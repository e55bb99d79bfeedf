//! HTTP consumer of the generation endpoint.
//!
//! Reads the response body chunk by chunk, runs each chunk through the
//! carry-over [`ChunkParser`] and folds the recovered events into a
//! [`GenerationState`]. The next chunk is only requested after the current one
//! has been fully processed.

use anyhow::{anyhow, Context, Result};
use futures::{Stream, StreamExt};
use tracing::{debug, warn};

use crate::pipeline::GenerationRequest;
use crate::stream::event::StreamEvent;
use crate::stream::parser::ChunkParser;
use crate::stream::reducer::{apply, GenerationState, StreamFailure};

/// Incremental consumer for one stream.
#[derive(Debug, Default)]
pub struct StreamConsumer {
    parser: ChunkParser,
    state: GenerationState,
    terminated: bool,
}

impl StreamConsumer {
    pub fn new() -> Self {
        Self::default()
    }

    pub fn state(&self) -> &GenerationState {
        &self.state
    }

    /// Process one transport chunk. Returns the events it completed, in order.
    pub fn feed(&mut self, chunk: &[u8]) -> Result<Vec<StreamEvent>, StreamFailure> {
        let events = self.parser.push_bytes(chunk);
        for ev in &events {
            self.accept(ev)?;
        }
        Ok(events)
    }

    /// Transport closed. Silence without a terminal event is a failure.
    pub fn finish(mut self) -> Result<GenerationState, StreamFailure> {
        if let Some(ev) = self.parser.finish() {
            self.accept(&ev)?;
        }
        if !self.terminated {
            return Err(StreamFailure::incomplete());
        }
        Ok(self.state)
    }

    fn accept(&mut self, ev: &StreamEvent) -> Result<(), StreamFailure> {
        if self.terminated {
            debug!(target: "stream", kind = ev.kind(), "event after terminal marker ignored");
            return Ok(());
        }
        let current = std::mem::take(&mut self.state);
        match apply(current, ev) {
            Ok(next) => {
                self.state = next;
                self.terminated = ev.is_terminal();
                Ok(())
            }
            Err(failure) => {
                // content is discarded on failure; state is already back to idle
                self.terminated = true;
                Err(failure)
            }
        }
    }
}

/// Drive a chunk stream to completion, calling `on_event` after each event
/// has been applied.
pub async fn consume<S, B, E, F>(chunks: S, mut on_event: F) -> Result<GenerationState>
where
    S: Stream<Item = std::result::Result<B, E>>,
    B: AsRef<[u8]>,
    E: std::error::Error + Send + Sync + 'static,
    F: FnMut(&StreamEvent, &GenerationState),
{
    let mut chunks = std::pin::pin!(chunks);
    let mut consumer = StreamConsumer::new();
    while let Some(chunk) = chunks.next().await {
        let chunk = chunk.context("reading event stream")?;
        for ev in consumer.feed(chunk.as_ref())? {
            on_event(&ev, consumer.state());
        }
    }
    Ok(consumer.finish()?)
}

/// POST a generation request to `{base_url}/api/newsletter/generate` and
/// consume the resulting event stream.
pub async fn generate<F>(
    client: &reqwest::Client,
    base_url: &str,
    request: &GenerationRequest,
    on_event: F,
) -> Result<GenerationState>
where
    F: FnMut(&StreamEvent, &GenerationState),
{
    let url = format!("{}/api/newsletter/generate", base_url.trim_end_matches('/'));
    let resp = client
        .post(&url)
        .header(reqwest::header::ACCEPT, "text/event-stream")
        .json(request)
        .send()
        .await
        .with_context(|| format!("POST {url}"))?;

    let status = resp.status();
    if !status.is_success() {
        let body: serde_json::Value = resp.json().await.unwrap_or_default();
        let msg = body
            .get("error")
            .and_then(|v| v.as_str())
            .unwrap_or("request rejected");
        warn!(target: "stream", %status, "generation request rejected");
        return Err(anyhow!("{msg} (HTTP {status})"));
    }

    consume(resp.bytes_stream(), on_event).await
}

#[cfg(test)]
mod tests {
    use super::*;
    use crate::stream::event::encode;
    use crate::stream::reducer::Phase;
    use serde_json::json;

    #[test]
    fn consumer_tracks_state_across_chunks() {
        let wire: String = [
            StreamEvent::Analyzing { feed_count: 1 },
            StreamEvent::Metadata {
                articles_analyzed: 2,
            },
            StreamEvent::Partial {
                data: json!({"body": "hi"}),
            },
            StreamEvent::Complete,
        ]
        .iter()
        .map(encode)
        .collect();

        let mut c = StreamConsumer::new();
        for piece in wire.as_bytes().chunks(5) {
            c.feed(piece).unwrap();
        }
        let state = c.finish().unwrap();
        assert_eq!(state.phase, Phase::Complete);
        assert_eq!(state.content, Some(json!({"body": "hi"})));
    }

    #[test]
    fn silence_is_not_success() {
        let mut c = StreamConsumer::new();
        c.feed(encode(&StreamEvent::Analyzing { feed_count: 1 }).as_bytes())
            .unwrap();
        assert_eq!(c.finish().unwrap_err(), StreamFailure::incomplete());
    }
}
//! Generation producers: anything that turns a [`GenerationInput`] into an
//! ordered stream of cumulative newsletter snapshots.
//!
//! Each item of a [`SnapshotStream`] supersedes the previous one. An `Err`
//! item ends generation; the orchestrator reports it and stops polling.

use std::collections::VecDeque;
use std::sync::Arc;
use std::time::Duration;

use anyhow::{anyhow, Context, Result};
use chrono::{DateTime, Utc};
use futures::stream::{self, BoxStream, StreamExt};
use serde_json::{json, Value};
use tracing::{debug, warn};

use crate::config::ai::AiConfig;
use crate::feeds::types::Article;
use crate::generate::partial_json::{parse_complete, parse_partial};
use crate::generate::prompt::{build_prompt, SYSTEM_PROMPT};
use crate::stream::parser::LineBuffer;

pub type SnapshotStream = BoxStream<'static, Result<Value>>;

/// Everything the model sees for one request.
#[derive(Debug, Clone)]
pub struct GenerationInput {
    pub articles: Vec<Article>,
    pub start: DateTime<Utc>,
    pub end: DateTime<Utc>,
    pub user_input: Option<String>,
}

pub trait NewsletterProducer: Send + Sync {
    fn stream_generate(&self, input: GenerationInput) -> SnapshotStream;
    /// Provider name for diagnostics.
    fn name(&self) -> &'static str;
}

pub type DynProducer = Arc<dyn NewsletterProducer>;

/// Factory: build a producer according to config and environment variables.
///
/// * If `AI_TEST_MODE=mock`, returns the deterministic sample producer.
/// * Else if `config.enabled==false`, returns a disabled producer.
/// * Else builds the configured provider.
pub fn build_producer(config: &AiConfig) -> DynProducer {
    if std::env::var("AI_TEST_MODE")
        .map(|v| v == "mock")
        .unwrap_or(false)
    {
        return Arc::new(MockProducer::sample());
    }

    if !config.enabled {
        return Arc::new(DisabledProducer);
    }

    match config.provider.as_str() {
        "openai" if config.api_key.is_empty() => {
            warn!("openai provider enabled without an API key; generation disabled");
            Arc::new(DisabledProducer)
        }
        "openai" => match OpenAiProducer::new(&config.api_key, &config.model) {
            Ok(p) => Arc::new(p),
            Err(e) => {
                warn!(error = ?e, "openai producer unavailable; generation disabled");
                Arc::new(DisabledProducer)
            }
        },
        "mock" => Arc::new(MockProducer::sample()),
        _ => Arc::new(DisabledProducer),
    }
}

// ------------------------------------------------------------
// OpenAI (chat completions, streamed)
// ------------------------------------------------------------

pub const OPENAI_CHAT_URL: &str = "https://api.openai.com/v1/chat/completions";

pub struct OpenAiProducer {
    http: reqwest::Client,
    api_key: String,
    model: String,
    endpoint: String,
}

impl OpenAiProducer {
    pub fn new(api_key: &str, model: &str) -> Result<Self> {
        // no overall timeout: the stream may legitimately run for minutes
        let http = reqwest::Client::builder()
            .user_agent("newsletter-stream/0.1")
            .connect_timeout(Duration::from_secs(5))
            .build()
            .context("building openai http client")?;
        Ok(Self {
            http,
            api_key: api_key.to_string(),
            model: model.to_string(),
            endpoint: OPENAI_CHAT_URL.to_string(),
        })
    }

    /// Point at a compatible endpoint (proxy, self-hosted gateway).
    pub fn with_endpoint(mut self, url: impl Into<String>) -> Self {
        self.endpoint = url.into();
        self
    }
}

impl NewsletterProducer for OpenAiProducer {
    fn stream_generate(&self, input: GenerationInput) -> SnapshotStream {
        let body = json!({
            "model": self.model,
            "stream": true,
            "temperature": 0.7,
            "response_format": { "type": "json_object" },
            "messages": [
                { "role": "system", "content": SYSTEM_PROMPT },
                { "role": "user", "content": build_prompt(&input) },
            ],
        });
        let request = self
            .http
            .post(&self.endpoint)
            .bearer_auth(&self.api_key)
            .json(&body);

        let open = async move {
            let resp = request.send().await.context("calling OpenAI")?;
            let status = resp.status();
            if !status.is_success() {
                let text = resp.text().await.unwrap_or_default();
                return Err(anyhow!(
                    "OpenAI request failed ({status}): {}",
                    api_error_message(&text)
                ));
            }
            let chunks: BoxStream<'static, Result<Vec<u8>>> = resp
                .bytes_stream()
                .map(|r| r.map(|b| b.to_vec()).map_err(anyhow::Error::from))
                .boxed();
            Ok(chunks)
        };

        stream::once(open)
            .flat_map(|opened| match opened {
                Ok(chunks) => snapshots_from_sse(chunks),
                Err(e) => stream::iter(vec![Err(e)]).boxed(),
            })
            .boxed()
    }

    fn name(&self) -> &'static str {
        "openai"
    }
}

fn api_error_message(body: &str) -> String {
    serde_json::from_str::<Value>(body)
        .ok()
        .and_then(|v| {
            v.pointer("/error/message")
                .and_then(Value::as_str)
                .map(str::to_string)
        })
        .unwrap_or_else(|| body.chars().take(200).collect())
}

/// Decode an OpenAI chat-completions SSE body into cumulative snapshots.
///
/// Text deltas are accumulated; after each delta the accumulated text is
/// parsed as partial JSON and emitted when it changed. A final strict parse
/// runs at `[DONE]` or end of body. Non-JSON output falls back to
/// `{"body": <text>}`.
pub fn snapshots_from_sse(chunks: BoxStream<'static, Result<Vec<u8>>>) -> SnapshotStream {
    stream::unfold(CompletionState::new(chunks), |mut st| async move {
        loop {
            if let Some(item) = st.ready.pop_front() {
                return Some((item, st));
            }
            if st.done {
                return None;
            }
            match st.chunks.next().await {
                Some(Ok(chunk)) => {
                    for line in st.lines.push(&chunk) {
                        st.absorb(&line);
                    }
                }
                Some(Err(e)) => st.fail(e.context("reading OpenAI stream")),
                None => {
                    if let Some(line) = st.lines.finish() {
                        st.absorb(&line);
                    }
                    st.finish();
                }
            }
        }
    })
    .boxed()
}

struct CompletionState {
    chunks: BoxStream<'static, Result<Vec<u8>>>,
    lines: LineBuffer,
    text: String,
    last: Option<Value>,
    ready: VecDeque<Result<Value>>,
    done: bool,
}

impl CompletionState {
    fn new(chunks: BoxStream<'static, Result<Vec<u8>>>) -> Self {
        Self {
            chunks,
            lines: LineBuffer::new(),
            text: String::new(),
            last: None,
            ready: VecDeque::new(),
            done: false,
        }
    }

    fn absorb(&mut self, line: &str) {
        if self.done {
            return;
        }
        let Some(payload) = line.trim_end_matches('\r').strip_prefix("data:").map(str::trim) else {
            return;
        };
        if payload.is_empty() {
            return;
        }
        if payload == "[DONE]" {
            self.finish();
            return;
        }
        let v: Value = match serde_json::from_str(payload) {
            Ok(v) => v,
            Err(e) => {
                debug!(target: "generate", error = %e, "skipping undecodable completion chunk");
                return;
            }
        };
        if let Some(err) = v.get("error") {
            let msg = err
                .get("message")
                .and_then(Value::as_str)
                .unwrap_or("unknown error");
            self.fail(anyhow!("OpenAI stream error: {msg}"));
            return;
        }
        let delta = v
            .pointer("/choices/0/delta/content")
            .and_then(Value::as_str)
            .unwrap_or_default();
        if delta.is_empty() {
            return;
        }
        self.text.push_str(delta);
        if let Some(snapshot) = parse_partial(&self.text).filter(Value::is_object) {
            self.offer(snapshot);
        }
    }

    fn offer(&mut self, snapshot: Value) {
        if self.last.as_ref() == Some(&snapshot) {
            return;
        }
        self.last = Some(snapshot.clone());
        self.ready.push_back(Ok(snapshot));
    }

    fn finish(&mut self) {
        if self.done {
            return;
        }
        self.done = true;
        if self.text.trim().is_empty() {
            self.ready.push_back(Err(anyhow!("Model returned no content")));
            return;
        }
        match parse_complete(&self.text).filter(Value::is_object) {
            Some(full) => self.offer(full),
            None if self.last.is_none() => self.offer(json!({ "body": self.text })),
            None => {}
        }
    }

    fn fail(&mut self, e: anyhow::Error) {
        self.done = true;
        self.ready.push_back(Err(e));
    }
}

// ------------------------------------------------------------
// Disabled + mock producers
// ------------------------------------------------------------

/// Always fails; used when AI is disabled or misconfigured.
pub struct DisabledProducer;

impl NewsletterProducer for DisabledProducer {
    fn stream_generate(&self, _input: GenerationInput) -> SnapshotStream {
        stream::iter(vec![Err(anyhow!(
            "AI generation is disabled; enable it in config/ai.json"
        ))])
        .boxed()
    }

    fn name(&self) -> &'static str {
        "disabled"
    }
}

/// Replays fixed snapshots, optionally spaced out and optionally followed by
/// an error.
#[derive(Debug, Clone)]
pub struct MockProducer {
    snapshots: Vec<Value>,
    fail_with: Option<String>,
    delay: Duration,
}

impl MockProducer {
    pub fn new(snapshots: Vec<Value>) -> Self {
        Self {
            snapshots,
            fail_with: None,
            delay: Duration::ZERO,
        }
    }

    /// After the snapshots, yield an error with this message.
    pub fn failing_after(mut self, msg: impl Into<String>) -> Self {
        self.fail_with = Some(msg.into());
        self
    }

    /// Sleep before every item.
    pub fn with_delay(mut self, delay: Duration) -> Self {
        self.delay = delay;
        self
    }

    /// Canned three-step newsletter used by `AI_TEST_MODE=mock`.
    pub fn sample() -> Self {
        let titles = json!(["This Week in Your Feeds", "The Weekly Roundup"]);
        Self::new(vec![
            json!({ "suggestedTitles": titles }),
            json!({ "suggestedTitles": titles, "body": "## Highlights\n\n" }),
            json!({
                "suggestedTitles": titles,
                "suggestedSubjectLines": ["Your weekly digest is here"],
                "body": "## Highlights\n\nA quick look at what happened this week.",
                "topAnnouncements": ["Mock announcement"],
                "additionalInfo": "Generated by the mock producer."
            }),
        ])
    }
}

impl NewsletterProducer for MockProducer {
    fn stream_generate(&self, _input: GenerationInput) -> SnapshotStream {
        let mut items: Vec<Result<Value>> = self.snapshots.iter().cloned().map(Ok).collect();
        if let Some(msg) = &self.fail_with {
            items.push(Err(anyhow!(msg.clone())));
        }
        let delay = self.delay;
        stream::iter(items)
            .then(move |item| async move {
                if !delay.is_zero() {
                    tokio::time::sleep(delay).await;
                }
                item
            })
            .boxed()
    }

    fn name(&self) -> &'static str {
        "mock"
    }
}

◆ GOAL OF THE EXERCISE:
If a line in the records contains the string "incomplete", copy it out.

◆ ANSWER AREA:
            return Err(StreamFailure::incomplete());
        assert_eq!(c.finish().unwrap_err(), StreamFailure::incomplete());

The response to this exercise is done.